The next immediate question for patients is, how long can I expect to benefit from these agents? Obviously, there’s going to be a range, but patients want some guidance. The next set of questions will be, What happens when my cancer stops responding? There we have programs like LOXO-195 that offer patients hope for continued benefit. And for those whom LOXO-195 can’t help because they have mechanisms of resistance that LOXO-195 can’t address—and I think we need to be honest about how that will happen—we need to understand why that’s happening and what approaches can be used to overcome and prolong benefit.

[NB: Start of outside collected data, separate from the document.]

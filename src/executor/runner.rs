use std::sync::Arc;
use std::time::{Duration, Instant};

use alertflow_common::Stage;
use tracing::{debug, warn};

use super::{
    ConcurrencyPool, ExecutionOutcome, ExecutionReport, ExecutorRegistry, RetryPolicy,
    StageContext, StageOutput, TransitionSink, normalize_confidence,
};
use crate::errors::{FailureKind, ProviderError};

/// Runs a stage's executor under timeout, retry and admission control.
pub struct StageRunner {
    registry: Arc<ExecutorRegistry>,
    pool: Arc<ConcurrencyPool>,
    retry: RetryPolicy,
    timeouts: Box<dyn Fn(Stage) -> Duration + Send + Sync>,
}

impl StageRunner {
    pub fn new<F>(
        registry: Arc<ExecutorRegistry>,
        pool: Arc<ConcurrencyPool>,
        retry: RetryPolicy,
        timeouts: F,
    ) -> Self
    where
        F: Fn(Stage) -> Duration + Send + Sync + 'static,
    {
        Self {
            registry,
            pool,
            retry,
            timeouts: Box::new(timeouts),
        }
    }

    pub fn registry(&self) -> &ExecutorRegistry {
        &self.registry
    }

    pub fn pool(&self) -> &ConcurrencyPool {
        &self.pool
    }

    pub fn timeout_for(&self, stage: Stage) -> Duration {
        (self.timeouts)(stage)
    }

    /// Execute until success, a terminal failure or exhausted retries.
    pub async fn execute(&self, context: &StageContext, sink: &dyn TransitionSink) -> ExecutionReport {
        let stage = context.stage;
        let Some(executor) = self.registry.get(stage) else {
            return Self::failed(
                stage,
                ProviderError::terminal(
                    FailureKind::Unsupported,
                    format!("no executor registered for {stage}"),
                ),
                0,
                0,
            );
        };
        let timeout = self.timeout_for(stage);

        let mut attempt = 0;
        loop {
            attempt += 1;
            if !sink.attempt_started(attempt) {
                return Self::failed(
                    stage,
                    ProviderError::terminal(FailureKind::Cancelled, "claim no longer held"),
                    attempt,
                    0,
                );
            }

            let Some(permit) = self.pool.acquire(&context.organization_id).await else {
                return Self::failed(
                    stage,
                    ProviderError::terminal(FailureKind::Cancelled, "concurrency pool closed"),
                    attempt,
                    0,
                );
            };
            if !sink.admitted(attempt) {
                return Self::failed(
                    stage,
                    ProviderError::terminal(FailureKind::Cancelled, "claim lost while queued"),
                    attempt,
                    0,
                );
            }
            debug!(alert_id = %context.alert_id, %stage, attempt, "invoking backend");

            let started = Instant::now();
            let result = match tokio::time::timeout(timeout, executor.invoke(context, timeout)).await {
                Ok(result) => result,
                Err(_) => Err(ProviderError::timeout(timeout)),
            };
            let latency_ms = started.elapsed().as_millis() as u64;
            drop(permit);

            match result {
                Ok(output) => {
                    return ExecutionReport {
                        outcome: ExecutionOutcome::Succeeded(Self::normalize(output)),
                        attempts: attempt,
                        latency_ms,
                    };
                }
                Err(error) if error.is_transient() && self.retry.should_retry(attempt) => {
                    let delay = self.retry.delay_for(attempt);
                    warn!(
                        alert_id = %context.alert_id,
                        %stage,
                        attempt,
                        delay_ms = delay.as_millis() as u64,
                        error = %error,
                        "transient failure, retrying"
                    );
                    sink.retrying(attempt, &error, delay);
                    tokio::time::sleep(delay).await;
                }
                Err(error) => return Self::failed(stage, error, attempt, latency_ms),
            }
        }
    }

    fn normalize(mut output: StageOutput) -> StageOutput {
        output.confidence = output
            .confidence
            .or_else(|| output.data.get("confidence").and_then(|v| v.as_f64()))
            .and_then(normalize_confidence);
        output
    }

    fn failed(stage: Stage, error: ProviderError, attempts: u32, latency_ms: u64) -> ExecutionReport {
        let summary = if error.is_transient() {
            format!(
                "{stage} failed after {attempts} attempt(s): {} ({})",
                error.message(),
                error.kind()
            )
        } else {
            format!("{stage} failed: {} ({})", error.message(), error.kind())
        };
        ExecutionReport {
            outcome: ExecutionOutcome::Failed { error, summary },
            attempts,
            latency_ms,
        }
    }
}
pub mod icons;
pub mod stage_progress;

pub use stage_progress::{StageProgressUi, UiMode};
//! DAG builder for constructing stage dependency graphs.
//!
//! The builder takes the set of stages participating in a run and wires the
//! edges declared by [`Stage::dependencies`]. Every dependency must itself be
//! part of the run.

use alertflow_common::Stage;
use anyhow::{Result, bail};
use std::collections::{HashMap, HashSet};

/// Index into the stage list.
pub type StageIndex = usize;

/// A directed acyclic graph of stages.
#[derive(Debug, Clone)]
pub struct StageGraph {
    stages: Vec<Stage>,
    index_map: HashMap<Stage, StageIndex>,
    /// index -> stages that depend on it
    forward_edges: Vec<Vec<StageIndex>>,
    /// index -> stages it depends on
    reverse_edges: Vec<Vec<StageIndex>>,
}

impl StageGraph {
    pub fn len(&self) -> usize {
        self.stages.len()
    }

    pub fn is_empty(&self) -> bool {
        self.stages.is_empty()
    }

    pub fn stage(&self, index: StageIndex) -> Option<Stage> {
        self.stages.get(index).copied()
    }

    pub fn index_of(&self, stage: Stage) -> Option<StageIndex> {
        self.index_map.get(&stage).copied()
    }

    pub fn stages(&self) -> &[Stage] {
        &self.stages
    }

    /// Stages that depend on the given stage (forward edges).
    pub fn dependents(&self, index: StageIndex) -> &[StageIndex] {
        self.forward_edges.get(index).map_or(&[], |v| v.as_slice())
    }

    /// Stages the given stage depends on (reverse edges).
    pub fn dependencies(&self, index: StageIndex) -> &[StageIndex] {
        self.reverse_edges.get(index).map_or(&[], |v| v.as_slice())
    }

    pub fn dependencies_satisfied(
        &self,
        index: StageIndex,
        completed: &HashSet<StageIndex>,
    ) -> bool {
        self.dependencies(index)
            .iter()
            .all(|dep| completed.contains(dep))
    }
}

/// Builder for constructing stage graphs.
pub struct DagBuilder {
    stages: Vec<Stage>,
}

impl DagBuilder {
    pub fn new(stages: impl IntoIterator<Item = Stage>) -> Self {
        Self {
            stages: stages.into_iter().collect(),
        }
    }

    /// Build the stage graph.
    ///
    /// Fails on duplicate stages, on dependencies outside the stage set and
    /// on cycles.
    pub fn build(self) -> Result<StageGraph> {
        let mut index_map = HashMap::new();
        for (i, stage) in self.stages.iter().enumerate() {
            if index_map.insert(*stage, i).is_some() {
                bail!("Duplicate stage: {}", stage);
            }
        }

        let mut forward_edges: Vec<Vec<StageIndex>> = vec![Vec::new(); self.stages.len()];
        let mut reverse_edges: Vec<Vec<StageIndex>> = vec![Vec::new(); self.stages.len()];

        for (to_idx, stage) in self.stages.iter().enumerate() {
            for dep in stage.dependencies() {
                let from_idx = *index_map.get(dep).ok_or_else(|| {
                    anyhow::anyhow!(
                        "Stage '{}' depends on '{}', which is not part of this run",
                        stage,
                        dep
                    )
                })?;
                forward_edges[from_idx].push(to_idx);
                reverse_edges[to_idx].push(from_idx);
            }
        }

        let graph = StageGraph {
            stages: self.stages,
            index_map,
            forward_edges,
            reverse_edges,
        };

        Self::validate_no_cycles(&graph)?;

        Ok(graph)
    }

    /// Validate that the graph has no cycles using Kahn's algorithm.
    fn validate_no_cycles(graph: &StageGraph) -> Result<()> {
        let mut in_degree: Vec<usize> = graph.reverse_edges.iter().map(|deps| deps.len()).collect();

        let mut queue: Vec<StageIndex> = in_degree
            .iter()
            .enumerate()
            .filter(|&(_, deg)| *deg == 0)
            .map(|(i, _)| i)
            .collect();

        let mut processed = 0;

        while let Some(node) = queue.pop() {
            processed += 1;

            for &dependent in graph.dependents(node) {
                in_degree[dependent] -= 1;
                if in_degree[dependent] == 0 {
                    queue.push(dependent);
                }
            }
        }

        if processed != graph.len() {
            let cycle: Vec<&str> = in_degree
                .iter()
                .enumerate()
                .filter(|&(_, deg)| *deg > 0)
                .filter_map(|(i, _)| graph.stages.get(i).map(|s| s.as_str()))
                .collect();

            bail!("Cycle detected in stage dependencies. Involved stages: {:?}", cycle);
        }

        Ok(())
    }
}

And then, of course, you can imagine the scenario where there’s a drug even after LOXO-195 as a third-generation compound to address the resistance that arises on LOXO-195. But now we’re getting a little bit ahead of ourselves. What I can say is that we defined this diagnostic entity and we’ve established an effective treatment paradigm, and I think we’re going to continue to try to improve and push out the benefit of this approach in this new diagnostic entity.
Alexander Drilon, MD: The question of whether or not combination therapy is useful for NTRK fusion-positive cancers is a good one. Certainly, what we know from many other driver-positive subsets—like BRAF V600E—mutant melanomas and EGFR, ALK, and ROS1 in lung cancers—is that for the latter 3, you can use a single agent and get very good responses and durability. That’s what we’re seeing with larotrectinib and entrectinib. Now, it’s a little different from BRAF V600E, where you use a second drug based on the biology of those tumors. If you had a MEK inhibitor, then a BRAF inhibitor, you’re getting better activity. That doesn’t seem to be a need in the NTRK fusion—positive space because the response rates are upward of 75%. But looking to the acquired resistance question, there may be cases where combination therapy might need to be utilized for a patient’s tumors that develop a resistance mechanism that’s amendable with a different pill.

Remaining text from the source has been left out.